En el cable hacíamos dos calas: en la primera poníamos botellas cada 2, 10, 20, 30, 50, 75, 100, 150, 200 y 250 metros. La segunda (profunda) a 300, 400, 500, 600, 800, 1000, 1200 y 1500 metros a lo largo del cable. Por la inclinación del cable, llegábamos a un poco más de 1200 metros de profundidad.
Eran entre 50 y 55 estaciones, en un periodo de 15 días en el Golfo de México, y luego otros 15 en el Mar Caribe.”
Periódicamente, nos tocaba despertarnos a las cuatro de la mañana, cosa que hice gustosamente. Pero una vez, por más que tocaron a la puerta del camarote, no reaccioné, y me dejaron seguir durmiendo. Cuando desperté y me di cuenta de lo que había ocurrido, tuve el ataque de furia más importante de mi vida. ¡¡¡Cómo podían haberme dado un trato preferencial!!
A mi papá lo observaba de reojo. Su mirada era ubicua, y a la vez respetuosa. Pero era evidente que su palabra era la que valía. No daba órdenes, no hablaba mucho, pero estaba al pendiente de todo. De repente, se formó en algún lugar del Caribe una tormenta tropical llamada Cloe, que amenazaba con convertirse en un ciclón. Había mucha conmoción a bordo, y un impulso de regresar a puerto seguro. Pero mi papá analizó la situación con cuidado, y determinó que debíamos seguir el curso normal, cosa que se hizo. Yo disfruté estar en la proa con las olas enormes que hacían que el buque se levantara y luego cayera estruendosamente, una y otra vez, durante horas. Quizá la seguridad de mi papá era lo que hacía que no me diera miedo estar ahí. Eventualmente, como lo había predicho, todo se calmó, y seguimos el curso normal.

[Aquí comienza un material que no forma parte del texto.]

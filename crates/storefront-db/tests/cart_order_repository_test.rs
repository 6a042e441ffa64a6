//! Integration tests for cart and order repositories using in-memory
//! SurrealDB.

use rust_decimal::Decimal;
use storefront_core::models::cart::{CartStatus, CreateCart, CreateCartItem};
use storefront_core::models::order::OrderStatus;
use storefront_core::repository::{
    CartRepository, OrderDraft, OrderDraftItem, OrderRepository, Pagination,
};
use storefront_core::StorefrontError;
use storefront_db::repository::{SurrealCartRepository, SurrealOrderRepository};
use surrealdb::Surreal;
use surrealdb::engine::local::Mem;
use uuid::Uuid;

async fn setup() -> (Surreal<surrealdb::engine::local::Db>, Uuid) {
    let db = Surreal::new::<Mem>(()).await.unwrap();
    db.use_ns("test").use_db("test").await.unwrap();
    storefront_db::run_migrations(&db).await.unwrap();
    (db, Uuid::new_v4())
}

fn item(price: &str) -> CreateCartItem {
    CreateCartItem {
        product_id: Uuid::new_v4(),
        variant_id: Uuid::new_v4(),
        quantity: 2,
        unit_price: price.parse().unwrap(),
        currency: "BRL".into(),
    }
}

#[tokio::test]
async fn cart_item_operations() {
    let (db, tenant_id) = setup().await;
    let repo = SurrealCartRepository::new(db);

    let customer_id = Uuid::new_v4();
    let cart = repo
        .create(CreateCart {
            tenant_id,
            customer_id: Some(customer_id),
        })
        .await
        .unwrap();
    assert_eq!(cart.status, CartStatus::Active);
    assert!(cart.items.is_empty());

    let cart = repo.add_item(tenant_id, cart.id, item("99.90")).await.unwrap();
    let cart = repo.add_item(tenant_id, cart.id, item("10.00")).await.unwrap();
    assert_eq!(cart.items.len(), 2);

    let first_item = cart.items[0].id;
    let cart = repo
        .update_item_quantity(tenant_id, cart.id, first_item, 5)
        .await
        .unwrap();
    assert_eq!(cart.items[0].quantity, 5);

    let cart = repo.remove_item(tenant_id, cart.id, first_item).await.unwrap();
    assert_eq!(cart.items.len(), 1);

    // Removing a non-existent item is a NotFound, not a silent no-op.
    let err = repo
        .remove_item(tenant_id, cart.id, Uuid::new_v4())
        .await
        .unwrap_err();
    assert!(matches!(err, StorefrontError::NotFound { .. }));

    let cart = repo.clear_items(tenant_id, cart.id).await.unwrap();
    assert!(cart.items.is_empty());

    let by_customer = repo
        .list_by_customer(tenant_id, customer_id, Pagination::default())
        .await
        .unwrap();
    assert_eq!(by_customer.total, 1);

    repo.delete(tenant_id, cart.id).await.unwrap();
    assert!(repo.get_by_id(tenant_id, cart.id).await.is_err());
}

#[tokio::test]
async fn cart_status_transitions() {
    let (db, tenant_id) = setup().await;
    let repo = SurrealCartRepository::new(db);

    let cart = repo
        .create(CreateCart {
            tenant_id,
            customer_id: None,
        })
        .await
        .unwrap();

    let converted = repo
        .set_status(tenant_id, cart.id, CartStatus::Converted)
        .await
        .unwrap();
    assert_eq!(converted.status, CartStatus::Converted);
}

#[tokio::test]
async fn order_creation_and_status_flow() {
    let (db, tenant_id) = setup().await;
    let repo = SurrealOrderRepository::new(db);

    let customer_id = Uuid::new_v4();
    let draft = OrderDraft {
        tenant_id,
        cart_id: Uuid::new_v4(),
        customer_id,
        items: vec![
            OrderDraftItem {
                product_id: Uuid::new_v4(),
                variant_id: Uuid::new_v4(),
                quantity: 2,
                unit_price: "99.90".parse().unwrap(),
                currency: "BRL".into(),
            },
            OrderDraftItem {
                product_id: Uuid::new_v4(),
                variant_id: Uuid::new_v4(),
                quantity: 1,
                unit_price: "10.00".parse().unwrap(),
                currency: "BRL".into(),
            },
        ],
        total: "209.80".parse().unwrap(),
        currency: "BRL".into(),
    };

    let order = repo.create(draft).await.unwrap();
    assert_eq!(order.status, OrderStatus::Pending);
    assert_eq!(order.items.len(), 2);
    assert_eq!(order.total, "209.80".parse::<Decimal>().unwrap());
    assert_eq!(order.customer_id, customer_id);

    let confirmed = repo
        .set_status(tenant_id, order.id, OrderStatus::Confirmed)
        .await
        .unwrap();
    assert_eq!(confirmed.status, OrderStatus::Confirmed);

    let by_status = repo
        .list_by_status(tenant_id, OrderStatus::Confirmed, Pagination::default())
        .await
        .unwrap();
    assert_eq!(by_status.total, 1);

    let none_pending = repo
        .list_by_status(tenant_id, OrderStatus::Pending, Pagination::default())
        .await
        .unwrap();
    assert_eq!(none_pending.total, 0);

    let by_customer = repo
        .list_by_customer(tenant_id, customer_id, Pagination::default())
        .await
        .unwrap();
    assert_eq!(by_customer.total, 1);
}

En Isla Mujeres, donde nos quedamos algunos días, aprendí a bailar cumbia y ahí vi a mi papá más relajado. También fuimos a nadar a unos arrecifes con esnórquel y paletas. De acuerdo con Vázquez, mi papá consideró que, en el sur de Isla Mujeres, la corriente nos llevaría hacia el Norte, pero no contó que el exceso de agua entrante por el canal, hacía una contra-corriente que nos llevó mar afuera. Al mismo Vázquez le tocó rescatarnos en la lancha. ¡Ese incidente sí nos dio mucho susto!
Para que él mismo admitiera su preocupación, nos indica que el peligro al que estábamos expuestos y, también, que a veces se podía equivocar.
En ese viaje vi a mi papá en acción profesional. Confirmé su capacidad de organización, su comprensión de las cosas, su conocimiento de la materia, su cuidado con cada detalle. También confirmé su capacidad de reaccionar ante la adversidad con sabiduría, precaución y responsabilidad. Creo que su presencia transmitía tranquilidad y seguridad a todos. También vislumbré su humor un tanto irónico cuando, tratando de comer una tostada de pollo, no lograba hacerlo sin que se rompiera. Reaccionó con un “aquí les gusta divertirse con el arte de comer tostadas, ¿verdad?”.
En el hospital, muchos años más tarde, cuando no mostraba apetito después de una intervención quirúrgica, y los doctores le insistieron que comiera, su comentario fue: “La dieta blanda es lo más duro que hay.”
Fue un privilegio poder convivir con mi papá durante toda mi vida, hasta que nos dejó, hace cinco años. Para mí, una de las enseñanzas más importantes que obtuve de él se resume con una frase que cuando él la dijo, se convirtió en mi lema de vida:
“Quién no es grande en lo pequeño, siempre será pequeño en lo grande”.
Con qué personaje más apasionante te tocó vivir, Elin.
Y las anécdotas que cuentas nos permiten conocerlo en lo íntimo, nos dejan ver su filosofía de vida, divertida y profunda, transformadora.
Gracias por compartir los recuerdos de tu padre.